Being present means centering yourself with a clear mind, free from distractions and intently focused on the other person who you are engaging with in a one-on-one conversation… not dissimilar to the way you would listen to a patient.
Listening at Level II is also focused on the other person. It’s thinking about what they are saying, why they are telling you what they are telling you, what they are feeling and thinking. This level is contrasted with Level I when you listen to respond and are pre-occupied with how you will reply. There is another level – Level III – which considers, in addition to the other person’s thoughts and feelings, the environment and any patterns and connections you can make from what the person is saying.
What are the benefits of listening at Level II? There are many you will realize such as the ability to:
- Broaden perspectives
- Dispel assumptions
- Uncover bias
- Understand the challenge
- Gain clarity
Once you have listened at Level II, you can begin asking powerful questions. Powerful questions can create learning, knowledge and introspection. By asking open ended questions (e.g., how/what, not why), you will notice that it:
- Brings clarity
- Evokes “self-discovery”
- Offers new learning
- Explores what the desired outcome is
- Doesn’t use leading questions… not concluding or steering in a specific direction
Some examples of open-ended powerful questions:
- What do you think?
- What matters to you about this?
- How do you know this? What else might be true?
- When you look back, what do you want to see, feel, be?
- What did you learn about yourself? About the situation?
- How will you hold yourself accountable to your learning?
Probably one of the hardest adjustments leaders will make as they enter the coaching realm, especially physicians, is not jumping to solutions, judgments or assumptions. Most of us have achieved career success by fixing problems, knowing what and how to take the next step. That’s territory coach’s need to avoid.
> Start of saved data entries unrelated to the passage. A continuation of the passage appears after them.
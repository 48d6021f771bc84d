//! # lineup_core - Squad Selection & Budget Constraint Engine
//!
//! Builds an 11-player fantasy lineup for a competition round:
//! - position ids classified into formation roles once per roster snapshot
//! - formation slot limits and budget enforced on every addition
//! - complete squads committed as a lineup plus its member rows, replacing
//!   whatever the team had saved for that round
//!
//! The data service (teams, rounds, roster, lineups) sits behind the async
//! traits in [`store`]; an in-memory and a JSON-file backend are bundled.

pub mod commit;
pub mod config;
pub mod error;
pub mod models;
pub mod session;
pub mod squad;
pub mod store;

pub use commit::{
    commit_squad, validate_for_commit, CommitPlan, CommitReceipt, CompletenessIssue,
};
pub use config::{EngineConfig, CONFIG_PATH_ENV, DEFAULT_BUDGET};
pub use error::{CommitError, ConfigError, SessionError, SquadError, StoreError};
pub use models::{
    Athlete, AthleteId, Candidate, CandidatePool, Formation, FormationLimits, Lineup,
    LineupMember, Price, Role, Round, RoundId, Team, SQUAD_SIZE,
};
pub use session::{fetch_context, LoadTicket, LoadedContext, SquadSession};
pub use squad::{Rejection, RoleCounts, SquadEvaluator, SquadSnapshot, SquadState, ToggleOutcome};
pub use store::{
    CommitStep, DataService, InMemoryStore, JsonFileStore, LineupStore, RosterSource, RoundStore,
    TeamStore,
};

pub const VERSION: &str = env!("CARGO_PKG_VERSION");
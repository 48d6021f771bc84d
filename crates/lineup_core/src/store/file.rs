use super::document::{now_ms, StoreDocument};
use super::{
    starter_rows, CommitFailure, CommitStep, LineupStore, RosterSource, RoundStore, TeamStore,
};
use crate::error::StoreError;
use crate::models::{
    Athlete, AthleteId, Lineup, LineupId, LineupMember, LineupUpsert, Round, RoundId, Team,
};
use async_trait::async_trait;
use std::fs::{remove_file, rename, File};
use std::io::Write;
use std::path::{Path, PathBuf};
use std::sync::Mutex;

/// Store backed by a single JSON document on disk.
///
/// Every write loads the document, applies the change and replaces the file
/// through a temp file + rename, so readers never see a half-written file.
/// A lineup commit is written in one replace.
#[derive(Debug)]
pub struct JsonFileStore {
    path: PathBuf,
    write_lock: Mutex<()>,
}

impl JsonFileStore {
    /// Open an existing store file.
    pub fn open(path: impl Into<PathBuf>) -> Result<Self, StoreError> {
        let path = path.into();
        if !path.exists() {
            return Err(StoreError::NotFound(format!("store file {}", path.display())));
        }
        let store = Self { path, write_lock: Mutex::new(()) };
        store.load()?;
        Ok(store)
    }

    /// Write `doc` to `path`, replacing any existing file.
    pub fn create(path: impl Into<PathBuf>, doc: &StoreDocument) -> Result<Self, StoreError> {
        let path = path.into();
        save_to_path(&path, doc)?;
        Ok(Self { path, write_lock: Mutex::new(()) })
    }

    pub fn path(&self) -> &Path {
        &self.path
    }

    pub fn load(&self) -> Result<StoreDocument, StoreError> {
        let data = std::fs::read(&self.path)?;
        let doc: StoreDocument = serde_json::from_slice(&data)?;
        doc.check_version()?;
        Ok(doc)
    }

    /// Load, mutate and write back while holding the process-local write lock.
    fn update<T>(
        &self,
        f: impl FnOnce(&mut StoreDocument) -> Result<T, StoreError>,
    ) -> Result<T, StoreError> {
        let _guard = self.write_lock.lock().map_err(|_| StoreError::Poisoned)?;
        let mut doc = self.load()?;
        let out = f(&mut doc)?;
        save_to_path(&self.path, &doc)?;
        Ok(out)
    }
}

fn save_to_path(path: &Path, doc: &StoreDocument) -> Result<(), StoreError> {
    if let Some(parent) = path.parent() {
        if !parent.as_os_str().is_empty() {
            std::fs::create_dir_all(parent)?;
        }
    }

    let data = serde_json::to_vec_pretty(doc)?;
    let temp_path = path.with_extension("tmp");

    if let Err(e) = write_temp(&temp_path, &data).and_then(|()| rename(&temp_path, path)) {
        if let Err(cleanup) = remove_file(&temp_path) {
            tracing::warn!(path = %temp_path.display(), error = %cleanup, "temp file left behind");
        }
        return Err(e.into());
    }

    tracing::debug!(bytes = data.len(), path = %path.display(), "store document written");
    Ok(())
}

fn write_temp(temp_path: &Path, data: &[u8]) -> std::io::Result<()> {
    let mut file = File::create(temp_path)?;
    file.write_all(data)?;
    file.flush()?;
    file.sync_all()
}

#[async_trait]
impl RosterSource for JsonFileStore {
    async fn list_candidates(&self, round_id: Option<RoundId>) -> Result<Vec<Athlete>, StoreError> {
        Ok(self.load()?.candidates(round_id))
    }
}

#[async_trait]
impl TeamStore for JsonFileStore {
    async fn get_team(&self, user_id: &str) -> Result<Option<Team>, StoreError> {
        Ok(self.load()?.team_for_owner(user_id))
    }
}

#[async_trait]
impl RoundStore for JsonFileStore {
    async fn get_open_round(&self) -> Result<Option<Round>, StoreError> {
        Ok(self.load()?.open_round())
    }
}

#[async_trait]
impl LineupStore for JsonFileStore {
    async fn upsert_lineup(&self, lineup: &LineupUpsert) -> Result<LineupId, StoreError> {
        self.update(|doc| Ok(doc.upsert_lineup(lineup, now_ms())))
    }

    async fn delete_members(&self, lineup_id: &str) -> Result<(), StoreError> {
        self.update(|doc| {
            doc.delete_members(lineup_id);
            Ok(())
        })
    }

    async fn insert_members(&self, members: &[LineupMember]) -> Result<(), StoreError> {
        self.update(|doc| doc.insert_members(members))
    }

    async fn get_lineup(
        &self,
        team_id: &str,
        round_id: RoundId,
    ) -> Result<Option<Lineup>, StoreError> {
        Ok(self.load()?.lineup(team_id, round_id))
    }

    async fn list_members(&self, lineup_id: &str) -> Result<Vec<LineupMember>, StoreError> {
        Ok(self.load()?.members(lineup_id))
    }

    async fn commit_lineup(
        &self,
        lineup: &LineupUpsert,
        athlete_ids: &[AthleteId],
    ) -> Result<LineupId, CommitFailure> {
        // Nothing reaches disk unless every step succeeds; the step only
        // labels which part of the document change was refused.
        let mut step = CommitStep::UpsertLineup;
        let result = self.update(|doc| {
            let lineup_id = doc.upsert_lineup(lineup, now_ms());
            doc.delete_members(&lineup_id);
            step = CommitStep::InsertMembers;
            doc.insert_members(&starter_rows(&lineup_id, athlete_ids))?;
            step = CommitStep::UpsertLineup;
            Ok(lineup_id)
        });
        result.map_err(|e| CommitFailure::at(step, None, e))
    }
}
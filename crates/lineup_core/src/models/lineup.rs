use super::athlete::AthleteId;
use super::formation::Formation;
use super::team::{RoundId, TeamId};
use serde::{Deserialize, Serialize};

pub type LineupId = String;

/// Persisted lineup header, unique per (team, round).
#[derive(Debug, Clone, PartialEq, Serialize, Deserialize)]
pub struct Lineup {
    pub id: LineupId,
    pub team_id: TeamId,
    pub round_id: RoundId,
    pub captain_id: AthleteId,
    pub formation: Formation,
    /// Unix milliseconds of the last upsert.
    #[serde(default)]
    pub updated_at: i64,
}

#[derive(Debug, Clone, PartialEq, Eq, Serialize, Deserialize)]
pub struct LineupMember {
    pub lineup_id: LineupId,
    pub athlete_id: AthleteId,
    pub is_starter: bool,
}

/// Payload for `LineupStore::upsert_lineup`.
#[derive(Debug, Clone, PartialEq, Serialize, Deserialize)]
pub struct LineupUpsert {
    pub team_id: TeamId,
    pub round_id: RoundId,
    pub captain_id: AthleteId,
    pub formation: Formation,
}

impl LineupUpsert {
    pub fn matches_key(&self, lineup: &Lineup) -> bool {
        lineup.team_id == self.team_id && lineup.round_id == self.round_id
    }
}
You’ll know you’re engaged in a coaching conversation when the topics are not about someone’s to-do list or the status of a particular project. Rather, together you are exploring challenges associated with:
Collaboration | Emotional intelligence | Leadership development |
Communication | Executive presence | Leading change |
Conflict management | Feedback | Strategic thinking |
Core values | Goal setting | Team building |
Delegation | Impostor syndrome | Time management |
When we look at what thought leaders say about coaching, we can examine or refer to fellow physicians, record-breaking athletic coaches and professional associations:
“Coaching done well may be the most effective intervention designed for human performance.
Atul Gawande “Personal Best” The New Yorker, 2011.
Partnering with clients in a thought-provoking and creative process that inspires them to maximize their personal and professional potential.
International Coaching Federation
“Take me where I couldn’t get to by myself. That’s what a great coach does.”
Tara VanDerveer, Stanford Women’s Basketball Coach
How can you apply this in your everyday work with direct reports, your team, your colleagues? What resources do you need to put this new practice into play? What will it take for you to Lead with A Coach’s Mindset?
Citations:
O’Grady, Eileen PhD, RN, NP, PCC; Johnson, Jean PhD, RN, FAAN, ACC; Hassmiller, Susan RN, PhD, FAAN, ACC. “Leading Through Chaos and Complexity: The Nurse as Coach – Building High Performing Teams.” Nursing Administration Quarterly, vol. 48, no. 3, July/September 2024, pp. 218-224. DOI: 10.1097/NAQ.0000000000000649.
Net Impact. What Workers Want. Net Impact, 2021, www.netimpact.org/research/what-workers-want.